We can apply the LinearSVC model to a synthetic dataset, and visualize the decision boundary:


In [15]:
from sklearn.svm import LinearSVC

X, y = make_forge()
model = LinearSVC()
clf = model.fit(X,y)
plot_2d_separator(clf, X, fill=False, eps=0.5, alpha=.7)
discrete_scatter(X[:, 0], X[:, 1], y)
plt.title("{}".format(clf.__class__.__name__))
plt.xlabel("Feature 0")
plt.ylabel("Feature 1")
plt.legend()


Out[15]:
<matplotlib.legend.Legend at 0x113b2ed30>

In this figure, we have the first feature of the dataset on the x-axis and the second feature on the y-axis. We display the decision boundary found by LinearSVC as a straight line, separating the area classified as class 1 on the top from the area classified as class 0 on the bottom. In other words, any new data point that lies above the black line will be classified as class 1 by the respective classifier, while any point that lies below the black line will be classified as class 0.

Note that the model misclassifies two of the points. By default, LinearSVC applies an L2 regularization, in the same way that Ridge does for regression.

For LinearSVC the trade-off parameter that determines the strength of the regularization is called C, and higher values of C correspond to less regularization. In other words, when you use a high value for the parameter C, LinearSVC tries to fit the training set as best as possible, while with low values of the parameter C, the model puts more emphasis on finding a coefficient vector (w) that is close to zero.

There is another interesting aspect of how the parameter C acts. Using low values of C will cause the algorithm to try to adjust to the “majority” of data points, while using a higher value of C stresses the importance that each individual data point be classified correctly. Here is an illustration:


In [17]:
from sklearn.svm import SVC

def plot_linear_svc_regularization():
    X, y = make_blobs(centers=2, random_state=4, n_samples=30)
    fig, axes = plt.subplots(1, 3, figsize=(12, 4))

    # a carefully hand-designed dataset lol
    y[7] = 0
    y[27] = 0
    x_min, x_max = X[:, 0].min() - .5, X[:, 0].max() + .5
    y_min, y_max = X[:, 1].min() - .5, X[:, 1].max() + .5

    for ax, C in zip(axes, [1e-2, 1, 1e2]):
        discrete_scatter(X[:, 0], X[:, 1], y, ax=ax)

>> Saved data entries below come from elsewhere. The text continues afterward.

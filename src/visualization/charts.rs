//! SVG bar charts for keyword frequencies and part-of-speech counts

use crate::error::{NlpLensError, Result};
use crate::processing::entities::html_escape;
use log::warn;
use serde::{Deserialize, Serialize};

pub const INSUFFICIENT_DATA: &str = "Insufficient data";

/// Matplotlib's default bar colour
const DEFAULT_BAR_COLOR: &str = "#1f77b4";

/// Categorical palette used when every bar gets its own colour
const PALETTE: &[&str] = &[
    "#4c72b0", "#dd8452", "#55a868", "#c44e52", "#8172b3", "#937860", "#da8bc3", "#8c8c8c",
    "#ccb974", "#64b5cd",
];

/// A chart that rendered, or the reason it did not
#[derive(Debug, Clone, PartialEq, Serialize, Deserialize)]
pub enum ChartPanel {
    Rendered(String),
    Unavailable(String),
}

impl ChartPanel {
    /// Any rendering failure becomes the same "Insufficient data" notice
    pub fn from_result(name: &str, result: Result<String>) -> Self {
        match result {
            Ok(svg) => ChartPanel::Rendered(svg),
            Err(e) => {
                warn!("{} unavailable: {}", name, e);
                ChartPanel::Unavailable(INSUFFICIENT_DATA.to_string())
            }
        }
    }

    pub fn is_rendered(&self) -> bool {
        matches!(self, ChartPanel::Rendered(_))
    }

    pub fn svg(&self) -> Option<&str> {
        match self {
            ChartPanel::Rendered(svg) => Some(svg),
            ChartPanel::Unavailable(_) => None,
        }
    }
}

#[derive(Debug, Clone)]
pub struct BarChart {
    title: String,
    y_label: String,
    bars: Vec<(String, usize)>,
    rotate_labels: bool,
    multicolor: bool,
    width: u32,
    height: u32,
}

impl BarChart {
    pub fn new(title: impl Into<String>) -> Self {
        Self {
            title: title.into(),
            y_label: "count".to_string(),
            bars: Vec::new(),
            rotate_labels: false,
            multicolor: false,
            width: 640,
            height: 420,
        }
    }

    pub fn bars<I, S>(mut self, bars: I) -> Self
    where
        I: IntoIterator<Item = (S, usize)>,
        S: Into<String>,
    {
        self.bars = bars.into_iter().map(|(label, value)| (label.into(), value)).collect();
        self
    }

    /// Tilt x-axis labels by 45 degrees
    pub fn rotate_labels(mut self, rotate: bool) -> Self {
        self.rotate_labels = rotate;
        self
    }

    pub fn multicolor(mut self, multicolor: bool) -> Self {
        self.multicolor = multicolor;
        self
    }

    pub fn render_svg(&self) -> Result<String> {
        let max_value = self.bars.iter().map(|(_, v)| *v).max().unwrap_or(0);
        if self.bars.is_empty() || max_value == 0 {
            return Err(NlpLensError::Rendering(format!(
                "'{}' has no data to plot",
                self.title
            )));
        }

        let (width, height) = (self.width as f64, self.height as f64);
        let margin_left = 56.0;
        let margin_right = 16.0;
        let margin_top = 36.0;
        let margin_bottom = if self.rotate_labels { 96.0 } else { 48.0 };
        let plot_width = width - margin_left - margin_right;
        let plot_height = height - margin_top - margin_bottom;
        if plot_width <= 0.0 || plot_height <= 0.0 {
            return Err(NlpLensError::Rendering(format!(
                "Canvas {}x{} is too small",
                self.width, self.height
            )));
        }

        let step = tick_step(max_value);
        let y_max = (max_value.div_ceil(step) * step) as f64;
        let slot = plot_width / self.bars.len() as f64;
        let bar_width = slot * 0.8;
        let baseline = margin_top + plot_height;

        let mut svg = format!(
            r#"<svg xmlns="http://www.w3.org/2000/svg" width="{w}" height="{h}" viewBox="0 0 {w} {h}" font-family="sans-serif" font-size="12">"#,
            w = self.width,
            h = self.height
        );
        svg.push_str(r#"<rect width="100%" height="100%" fill="white"/>"#);
        svg.push_str(&format!(
            r#"<text x="{:.1}" y="22" text-anchor="middle" font-size="14">{}</text>"#,
            width / 2.0,
            html_escape(&self.title)
        ));

        let mut tick = 0;
        while tick as f64 <= y_max {
            let y = baseline - tick as f64 / y_max * plot_height;
            svg.push_str(&format!(
                r##"<line x1="{:.1}" y1="{y:.1}" x2="{:.1}" y2="{y:.1}" stroke="#e0e0e0"/><text x="{:.1}" y="{:.1}" text-anchor="end">{}</text>"##,
                margin_left,
                margin_left + plot_width,
                margin_left - 6.0,
                y + 4.0,
                tick,
                y = y
            ));
            tick += step;
        }

        for (i, (label, value)) in self.bars.iter().enumerate() {
            let bar_height = *value as f64 / y_max * plot_height;
            let x = margin_left + i as f64 * slot + (slot - bar_width) / 2.0;
            let color = if self.multicolor {
                PALETTE[i % PALETTE.len()]
            } else {
                DEFAULT_BAR_COLOR
            };
            svg.push_str(&format!(
                r#"<rect x="{:.1}" y="{:.1}" width="{:.1}" height="{:.1}" fill="{}"><title>{}: {}</title></rect>"#,
                x,
                baseline - bar_height,
                bar_width,
                bar_height,
                color,
                html_escape(label),
                value
            ));

            let label_x = x + bar_width / 2.0;
            let label_y = baseline + 16.0;
            if self.rotate_labels {
                svg.push_str(&format!(
                    r#"<text x="{lx:.1}" y="{ly:.1}" text-anchor="end" transform="rotate(-45 {lx:.1} {ly:.1})">{}</text>"#,
                    html_escape(label),
                    lx = label_x,
                    ly = label_y
                ));
            } else {
                svg.push_str(&format!(
                    r#"<text x="{:.1}" y="{:.1}" text-anchor="middle">{}</text>"#,
                    label_x,
                    label_y,
                    html_escape(label)
                ));
            }
        }

        svg.push_str(&format!(
            r#"<line x1="{l:.1}" y1="{b:.1}" x2="{r:.1}" y2="{b:.1}" stroke="black"/><line x1="{l:.1}" y1="{t:.1}" x2="{l:.1}" y2="{b:.1}" stroke="black"/>"#,
            l = margin_left,
            r = margin_left + plot_width,
            t = margin_top,
            b = baseline
        ));
        svg.push_str(&format!(
            r#"<text x="14" y="{:.1}" text-anchor="middle" transform="rotate(-90 14 {:.1})">{}</text>"#,
            margin_top + plot_height / 2.0,
            margin_top + plot_height / 2.0,
            html_escape(&self.y_label)
        ));
        svg.push_str("</svg>");
        Ok(svg)
    }
}

/// Integer tick spacing giving at most about six gridlines
fn tick_step(max_value: usize) -> usize {
    let rough = max_value.div_ceil(6).max(1);
    let magnitude = 10usize.pow((rough as f64).log10().floor() as u32);
    [1, 2, 5, 10]
        .iter()
        .map(|m| m * magnitude)
        .find(|step| *step >= rough)
        .unwrap_or(rough)
}

#[cfg(test)]
mod tests {
    use super::*;

    #[test]
    fn test_render_bars() {
        let svg = BarChart::new("Top words")
            .bars(vec![("data", 4), ("model", 2), ("<tag>", 1)])
            .render_svg()
            .unwrap();
        assert!(svg.starts_with("<svg"));
        assert!(svg.ends_with("</svg>"));
        assert_eq!(svg.matches("<rect x=").count(), 3);
        assert!(svg.contains("&lt;tag&gt;"));
    }

    #[test]
    fn test_rotated_labels() {
        let svg = BarChart::new("PoS")
            .bars(vec![("NOUN", 3), ("VERB", 1)])
            .rotate_labels(true)
            .multicolor(true)
            .render_svg()
            .unwrap();
        assert!(svg.contains("rotate(-45"));
        assert!(svg.contains(PALETTE[1]));
    }

    #[test]
    fn test_empty_chart_is_unavailable() {
        let result = BarChart::new("empty").bars(Vec::<(String, usize)>::new()).render_svg();
        assert!(result.is_err());
        let panel = ChartPanel::from_result("empty", result);
        assert_eq!(panel, ChartPanel::Unavailable(INSUFFICIENT_DATA.to_string()));
        assert!(panel.svg().is_none());
    }

    #[test]
    fn test_tick_step() {
        assert_eq!(tick_step(1), 1);
        assert_eq!(tick_step(6), 1);
        assert_eq!(tick_step(7), 2);
        assert_eq!(tick_step(40), 10);
        assert_eq!(tick_step(250), 50);
    }
}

        svm = SVC(kernel='linear', C=C, tol=0.00001).fit(X, y)
        w = svm.coef_[0]
        a = -w[0] / w[1]
        xx = np.linspace(6, 13)
        yy = a * xx - (svm.intercept_[0]) / w[1]
        ax.plot(xx, yy, c='k')
        ax.set_xlim(x_min, x_max)
        ax.set_ylim(y_min, y_max)
        ax.set_xticks(())
        ax.set_yticks(())
        ax.set_title("C = %f" % C)
    axes[0].legend(loc="best")
    
plot_linear_svc_regularization()


On the lefthand side, we have a very small C corresponding to a lot of regularization. Most of the points in class 0 are at the top, and most of the points in class 1 are at the bottom. The strongly regularized model chooses a relatively horizontal line, misclassifying two points. In the center plot, C is slightly higher, and the model focuses more on the two misclassified samples, tilting the decision boundary. Finally, on the righthand side, the very high value of C in the model tilts the decision boundary a lot, now correctly classifying all points in class 0. One of the points in class 1 is still misclassified, as it is not possible to correctly classify all points in this dataset using a straight line. The model illustrated on the righthand side tries hard to correctly classify all points, but might not capture the overall layout of the classes well. In other words, this model is likely overfitting.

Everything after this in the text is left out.